Which lines of the records below contain the word "PendingAction"? Report each of them in full.

START Exercise input

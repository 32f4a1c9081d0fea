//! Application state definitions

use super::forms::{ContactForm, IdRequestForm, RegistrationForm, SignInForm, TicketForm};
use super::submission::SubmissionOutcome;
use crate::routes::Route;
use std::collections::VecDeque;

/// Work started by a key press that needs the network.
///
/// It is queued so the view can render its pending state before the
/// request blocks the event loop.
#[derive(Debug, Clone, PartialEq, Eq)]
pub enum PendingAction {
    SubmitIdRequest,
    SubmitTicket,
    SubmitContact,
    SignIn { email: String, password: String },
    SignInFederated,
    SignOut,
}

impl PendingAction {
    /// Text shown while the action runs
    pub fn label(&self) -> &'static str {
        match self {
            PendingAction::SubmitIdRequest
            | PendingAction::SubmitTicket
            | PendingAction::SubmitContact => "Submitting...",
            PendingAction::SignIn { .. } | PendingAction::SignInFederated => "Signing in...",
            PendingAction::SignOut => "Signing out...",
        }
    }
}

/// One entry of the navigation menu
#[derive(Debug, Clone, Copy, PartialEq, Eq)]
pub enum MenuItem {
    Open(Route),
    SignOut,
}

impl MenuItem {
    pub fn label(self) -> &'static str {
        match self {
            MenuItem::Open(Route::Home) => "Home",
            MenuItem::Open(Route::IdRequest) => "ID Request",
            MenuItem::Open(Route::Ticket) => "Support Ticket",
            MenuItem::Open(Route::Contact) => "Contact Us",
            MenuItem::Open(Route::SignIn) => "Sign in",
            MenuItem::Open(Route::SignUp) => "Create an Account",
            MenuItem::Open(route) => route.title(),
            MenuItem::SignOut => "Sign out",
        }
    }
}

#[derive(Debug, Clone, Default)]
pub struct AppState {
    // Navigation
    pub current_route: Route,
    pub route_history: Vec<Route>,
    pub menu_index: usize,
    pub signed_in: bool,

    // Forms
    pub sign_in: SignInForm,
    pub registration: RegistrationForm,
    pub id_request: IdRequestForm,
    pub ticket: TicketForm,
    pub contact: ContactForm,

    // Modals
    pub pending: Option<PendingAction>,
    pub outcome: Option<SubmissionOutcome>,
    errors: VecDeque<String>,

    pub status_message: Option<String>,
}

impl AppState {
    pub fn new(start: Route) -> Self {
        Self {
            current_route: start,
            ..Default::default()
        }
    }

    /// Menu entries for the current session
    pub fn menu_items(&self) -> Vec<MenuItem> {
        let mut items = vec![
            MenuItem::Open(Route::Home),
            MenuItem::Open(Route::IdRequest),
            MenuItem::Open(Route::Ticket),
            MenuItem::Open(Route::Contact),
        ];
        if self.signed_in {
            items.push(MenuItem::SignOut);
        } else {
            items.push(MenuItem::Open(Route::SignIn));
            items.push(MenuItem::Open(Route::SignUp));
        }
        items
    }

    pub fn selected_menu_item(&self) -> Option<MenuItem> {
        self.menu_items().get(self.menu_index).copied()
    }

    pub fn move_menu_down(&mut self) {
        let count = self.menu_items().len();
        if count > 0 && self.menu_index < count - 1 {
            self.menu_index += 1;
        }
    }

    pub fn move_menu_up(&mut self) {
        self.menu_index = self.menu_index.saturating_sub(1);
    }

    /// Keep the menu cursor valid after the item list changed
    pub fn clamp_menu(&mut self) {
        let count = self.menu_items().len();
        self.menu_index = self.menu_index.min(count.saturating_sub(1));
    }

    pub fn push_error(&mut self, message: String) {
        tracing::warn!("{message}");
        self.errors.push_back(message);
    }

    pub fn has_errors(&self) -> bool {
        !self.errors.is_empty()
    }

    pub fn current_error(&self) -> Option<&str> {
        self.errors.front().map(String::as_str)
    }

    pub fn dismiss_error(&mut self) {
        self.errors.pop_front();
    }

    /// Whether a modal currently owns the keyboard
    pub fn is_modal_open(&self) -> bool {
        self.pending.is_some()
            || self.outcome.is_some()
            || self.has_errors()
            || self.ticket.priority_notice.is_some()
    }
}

END Exercise input

● **Result**
pub enum PendingAction {
impl PendingAction {
            PendingAction::SubmitIdRequest
            | PendingAction::SubmitTicket
            | PendingAction::SubmitContact => "Submitting...",
            PendingAction::SignIn { .. } | PendingAction::SignInFederated => "Signing in...",
            PendingAction::SignOut => "Signing out...",
    pub pending: Option<PendingAction>,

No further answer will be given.